I am working with RNAseq data - raw counts from HTSeq as well as RPKM from Cufflinks - and want to apply feature selection. For microarray data, I would usually look into using linear modeling, random forest, or R packages like glmnet.

Are there any feature selection experts out there who could recommend RNA-seq specific FS methods, preferably implemented in R?

rna-seq • 5.7k views

ADD COMMENT • link updated 7.2 years ago by cindy.perscheid ▴ 100 • written 11.1 years ago by antass ▴ 30

score 5 · Answer 1 · 2013-10-21

5

Entering edit mode

11.1 years ago

Sean Davis 27k

Linear models are possible using edgeR and DESeq2, among others. Random forests should still be applicable. If you use something like voom (limma) or vst (DESeq) to transform to more bell-shaped data, many other approaches are probably applicable, as well.

ADD COMMENT • link 11.1 years ago by Sean Davis 27k

0

Entering edit mode

I was planning on using voom transform and edgeR. I haven't used DESeq2 nor the vst transform - I'll look into those.

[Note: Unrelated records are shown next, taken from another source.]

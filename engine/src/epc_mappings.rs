//! EPC → SKU mapping history.

use shared::models::EpcMapping;
use std::collections::HashMap;

#[derive(Debug, Default)]
pub struct EpcMappingStore {
    mappings: HashMap<String, Vec<EpcMapping>>,
}

impl EpcMappingStore {
    pub fn new() -> Self {
        Self::default()
    }

    pub fn register(&mut self, epc: &str, sku_id: &str, active_from: i64) {
        self.mappings
            .entry(epc.to_string())
            .or_default()
            .push(EpcMapping {
                epc: epc.to_string(),
                sku_id: sku_id.to_string(),
                active_from,
                active_to: None,
            });
    }

    pub fn sku_of(&self, epc: &str, t: i64) -> Option<&str> {
        self.mappings.get(epc)?.iter().find(|m| m.is_active_at(t)).map(|m| m.sku_id.as_str())
    }
}
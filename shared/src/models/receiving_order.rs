//! Receiving order model

use super::sku::StockSource;
use serde::{Deserialize, Serialize};

#[derive(Debug, Clone, Copy, PartialEq, Eq, Serialize, Deserialize)]
#[serde(rename_all = "SCREAMING_SNAKE_CASE")]
pub enum ReceivingOrderStatus {
    InTransit,
    Confirmed,
    Cancelled,
}

/// Inbound order for non-sales locations and external origins.
#[derive(Debug, Clone, Serialize, Deserialize)]
pub struct ReceivingOrder {
    pub id: String,
    /// Internal location id or an `external-*` id.
    pub source_location_id: String,
    pub destination_location_id: String,
    pub sku_id: String,
    pub source: StockSource,
    pub requested_qty: i64,
    pub confirmed_qty: Option<i64>,
    pub status: ReceivingOrderStatus,
    pub assigned_staff_id: Option<String>,
    pub created_at: i64,
    pub updated_at: i64,
}
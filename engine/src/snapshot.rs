//! Snapshot store

use shared::models::StockSource;
use std::collections::HashMap;

#[derive(Debug, Clone)]
pub struct Snapshot {
    pub location_id: String,
    pub sku_id: String,
    pub source: StockSource,
    pub qty: i64,
    pub confidence: Option<f64>,
    pub version: u64,
    pub last_calculated_at: i64,
    /// Set when an immediate low-confidence deduction wrote a provisional
    /// value that should survive ordinary recompute until reads confirm it.
    pub provisional_floor: bool,
}

pub type SnapshotKey = (String, String, StockSource);

#[derive(Debug, Default)]
pub struct SnapshotStore {
    snapshots: HashMap<SnapshotKey, Snapshot>,
}

impl SnapshotStore {
    pub fn new() -> Self {
        Self::default()
    }

    pub fn get(&self, location_id: &str, sku_id: &str, source: StockSource) -> Option<&Snapshot> {
        self.snapshots
            .get(&(location_id.to_string(), sku_id.to_string(), source))
    }

    pub fn qty(&self, location_id: &str, sku_id: &str, source: StockSource) -> i64 {
        self.get(location_id, sku_id, source).map(|s| s.qty).unwrap_or(0)
    }

    /// Upsert with version++ — versions must increment on every write, even
    /// no-op writes.
    pub fn upsert(
        &mut self,
        location_id: &str,
        sku_id: &str,
        source: StockSource,
        qty: i64,
        confidence: Option<f64>,
        now: i64,
        provisional_floor: bool,
    ) {
        let key = (location_id.to_string(), sku_id.to_string(), source);
        let version = self.snapshots.get(&key).map(|s| s.version + 1).unwrap_or(1);
        self.snapshots.insert(
            key,
            Snapshot {
                location_id: location_id.to_string(),
                sku_id: sku_id.to_string(),
                source,
                qty,
                confidence,
                version,
                last_calculated_at: now,
                provisional_floor,
            },
        );
    }

    /// A quantity of 0 at the cashier-storage staging location deletes the
    /// snapshot row rather than persisting a zero.
    pub fn remove(&mut self, location_id: &str, sku_id: &str, source: StockSource) {
        self.snapshots
            .remove(&(location_id.to_string(), sku_id.to_string(), source));
    }

    pub fn for_location(&self, location_id: &str) -> Vec<&Snapshot> {
        self.snapshots
            .values()
            .filter(|s| s.location_id == location_id)
            .collect()
    }

    pub fn keys_for_location(&self, location_id: &str) -> Vec<SnapshotKey> {
        self.snapshots
            .keys()
            .filter(|(loc, _, _)| loc == location_id)
            .cloned()
            .collect()
    }
}
//! Replenishment task storage and the small queries the planner and task
//! state machine need over it.

use shared::models::{AuditEntry, ReplenishmentTask, TaskAction, TaskStatus};
use shared::util;
use std::collections::HashMap;

#[derive(Debug, Default)]
pub struct TaskStore {
    tasks: HashMap<String, ReplenishmentTask>,
}

impl TaskStore {
    pub fn new() -> Self {
        Self::default()
    }

    pub fn get(&self, id: &str) -> Option<&ReplenishmentTask> {
        self.tasks.get(id)
    }

    pub fn get_mut(&mut self, id: &str) -> Option<&mut ReplenishmentTask> {
        self.tasks.get_mut(id)
    }

    pub fn insert(&mut self, task: ReplenishmentTask) {
        self.tasks.insert(task.id.clone(), task);
    }

    /// Open tasks (`CREATED`/`ASSIGNED`/`IN_PROGRESS`) for a rule, in
    /// creation order.
    pub fn open_for_rule(&self, rule_id: &str) -> Vec<&ReplenishmentTask> {
        let mut tasks: Vec<&ReplenishmentTask> = self
            .tasks
            .values()
            .filter(|t| t.rule_id == rule_id && t.status.is_open())
            .collect();
        tasks.sort_by_key(|t| t.created_at);
        tasks
    }

    pub fn auto_adjustable_for_rule(&self, rule_id: &str) -> Vec<&ReplenishmentTask> {
        self.open_for_rule(rule_id)
            .into_iter()
            .filter(|t| t.status.is_auto_adjustable())
            .collect()
    }

    /// Every open task assigned to `staff_id`, used by auto-assignment load
    /// counting.
    pub fn open_count_for_staff(&self, staff_id: &str) -> usize {
        self.tasks
            .values()
            .filter(|t| t.status.is_open() && t.assigned_staff_id.as_deref() == Some(staff_id))
            .count()
    }

    pub fn unassigned_open(&self) -> Vec<&ReplenishmentTask> {
        let mut tasks: Vec<&ReplenishmentTask> = self
            .tasks
            .values()
            .filter(|t| t.status == TaskStatus::Created && t.assigned_staff_id.is_none())
            .collect();
        tasks.sort_by_key(|t| t.created_at);
        tasks
    }

    pub fn close(&mut self, task_id: &str, reason: &str, now: i64) -> Option<AuditEntry> {
        let task = self.tasks.get_mut(task_id)?;
        task.status = TaskStatus::Rejected;
        task.close_reason = Some(reason.to_string());
        task.updated_at = now;
        Some(AuditEntry {
            id: util::new_id("audit"),
            task_id: task_id.to_string(),
            action: TaskAction::Closed,
            actor: "planner".to_string(),
            details: reason.to_string(),
            timestamp: now,
        })
    }

    pub fn all(&self) -> impl Iterator<Item = &ReplenishmentTask> {
        self.tasks.values()
    }
}
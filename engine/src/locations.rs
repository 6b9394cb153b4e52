//! Location and SKU registries.

use shared::models::{Location, Sku};
use std::collections::HashMap;

#[derive(Debug, Default)]
pub struct LocationStore {
    locations: HashMap<String, Location>,
}

impl LocationStore {
    pub fn new() -> Self {
        Self::default()
    }

    pub fn get(&self, id: &str) -> Option<&Location> {
        self.locations.get(id)
    }

    pub fn get_mut(&mut self, id: &str) -> Option<&mut Location> {
        self.locations.get_mut(id)
    }

    pub fn upsert(&mut self, location: Location) {
        self.locations.insert(location.id.clone(), location);
    }

    pub fn remove(&mut self, id: &str) -> Option<Location> {
        self.locations.remove(id)
    }

    pub fn all(&self) -> impl Iterator<Item = &Location> {
        self.locations.values()
    }
}

#[derive(Debug, Default)]
pub struct SkuStore {
    skus: HashMap<String, Sku>,
}

impl SkuStore {
    pub fn new() -> Self {
        Self::default()
    }

    pub fn get(&self, id: &str) -> Option<&Sku> {
        self.skus.get(id)
    }

    pub fn upsert(&mut self, sku: Sku) {
        self.skus.insert(sku.id.clone(), sku);
    }

    pub fn all(&self) -> impl Iterator<Item = &Sku> {
        self.skus.values()
    }
}
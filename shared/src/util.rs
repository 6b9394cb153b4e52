//! Small shared helpers

/// Canonical effective-rule id: `rule-<locationId>-<skuId>-<source>`, lowercased.
pub fn rule_id(location_id: &str, sku_id: &str, source: &str) -> String {
    format!("rule-{location_id}-{sku_id}-{source}").to_lowercase()
}

/// Reserved staging location an item routes through at checkout before
/// either settling back at the origin or demanding a printed replacement.
pub const CASHIER_STORAGE_LOCATION_ID: &str = "zone-cashier-storage";

/// Reserved location a replenishment task targets when a personalisable
/// SKU has no reachable supply left.
pub const PRINTING_WALL_LOCATION_ID: &str = "zone-printing-wall";

/// Prefix identifying an external (non-engine-owned) replenishment source.
pub const EXTERNAL_SOURCE_PREFIX: &str = "external-";

pub fn is_external_source(id: &str) -> bool {
    id.starts_with(EXTERNAL_SOURCE_PREFIX)
}

/// Mint a new synthetic EPC (used when receiving stock for an RFID SKU from
/// an external source, or repairing a legacy short-fall on cart removal).
pub fn new_synthetic_epc() -> String {
    format!("epc-synth-{}", uuid::Uuid::new_v4())
}

pub fn new_id(prefix: &str) -> String {
    format!("{prefix}-{}", uuid::Uuid::new_v4())
}
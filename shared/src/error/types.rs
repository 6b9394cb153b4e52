//! Error types and API response envelope

use super::codes::ErrorCode;
use http::StatusCode;
use serde::{Deserialize, Serialize};
use serde_json::Value;
use std::collections::HashMap;
use thiserror::Error;

/// Gateway-level application error
#[derive(Debug, Clone, Error)]
#[error("{message}")]
pub struct AppError {
    pub code: ErrorCode,
    pub message: String,
    pub details: Option<HashMap<String, Value>>,
}

impl AppError {
    pub fn new(code: ErrorCode) -> Self {
        Self {
            message: code.message().to_string(),
            code,
            details: None,
        }
    }

    pub fn with_message(code: ErrorCode, message: impl Into<String>) -> Self {
        Self {
            code,
            message: message.into(),
            details: None,
        }
    }

    pub fn with_detail(mut self, key: impl Into<String>, value: impl Into<Value>) -> Self {
        self.details
            .get_or_insert_with(HashMap::new)
            .insert(key.into(), value.into());
        self
    }

    pub fn http_status(&self) -> StatusCode {
        self.code.http_status()
    }

    pub fn not_found(resource: impl Into<String>) -> Self {
        let r = resource.into();
        Self::with_message(ErrorCode::NotFound, format!("{} not found", r)).with_detail("resource", r)
    }

    pub fn validation(msg: impl Into<String>) -> Self {
        Self::with_message(ErrorCode::ValidationFailed, msg)
    }

    pub fn invalid_request(msg: impl Into<String>) -> Self {
        Self::with_message(ErrorCode::InvalidRequest, msg)
    }

    pub fn internal(msg: impl Into<String>) -> Self {
        Self::with_message(ErrorCode::InternalError, msg)
    }
}

pub type AppResult<T> = Result<T, AppError>;

/// Unified API response envelope
#[derive(Debug, Clone, Serialize, Deserialize)]
pub struct ApiResponse<T> {
    pub success: bool,
    #[serde(skip_serializing_if = "Option::is_none")]
    pub data: Option<T>,
    #[serde(skip_serializing_if = "Option::is_none")]
    pub error: Option<ApiError>,
}

#[derive(Debug, Clone, Serialize, Deserialize)]
pub struct ApiError {
    pub code: u16,
    pub message: String,
    #[serde(skip_serializing_if = "Option::is_none")]
    pub details: Option<HashMap<String, Value>>,
}

impl<T> ApiResponse<T> {
    pub fn ok(data: T) -> Self {
        Self {
            success: true,
            data: Some(data),
            error: None,
        }
    }

    pub fn error(err: &AppError) -> Self {
        Self {
            success: false,
            data: None,
            error: Some(ApiError {
                code: err.code.code(),
                message: err.message.clone(),
                details: err.details.clone(),
            }),
        }
    }
}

Thanks Sean!

ADD REPLY • link 11.1 years ago by antass ▴ 30

1

Entering edit mode

Probably obvious, but just for posterity sake, one would not want to use voom in concert with edgeR for analysis since edgeR needs raw counts. You could process with voom and then use limma, though; alternatively, you could use the raw counts from HTSeq as direct input to edgeR.

ADD REPLY • link 11.1 years ago by Sean Davis 27k

0

Entering edit mode

Ah, yes - I wasn't very specific. I am not using these together. I am actually developing a biomarker, so I will try and test multiple combinations of parameters and methods (that hopefully will make sense as a combo). Thanks for the reminder.

ADD REPLY • link 11.1 years ago by antass ▴ 30

score 0 · Answer 2 · 2017-09-26

I would like to bring this topic up again. From what I have read in papers, Internet, and Bioconductor workflows so far, it seems that gene expression data sets are preprocessed (filtering, normalization, log-transformation,...), then a differential expression analysis is done (DESeq2, edgeR, ...), and afterwards an approach for pattern mining (e.g. clustering) is applied. For the latter, a feature selection method is used. A common example seems to be the rowVars function from the genefilter R package:

topVarGenes <- head(order(rowVars(dataset), decreasing = TRUE), 50)

I have also seen other approaches, e.g. applying InformationGain, ReliefF, etc. - well established methods. I was wondering, however, why are the results from the differential expression analysis not used for feature selection, as originally suggested here? Or is it used, but just poorly documented? What is the state of the art here?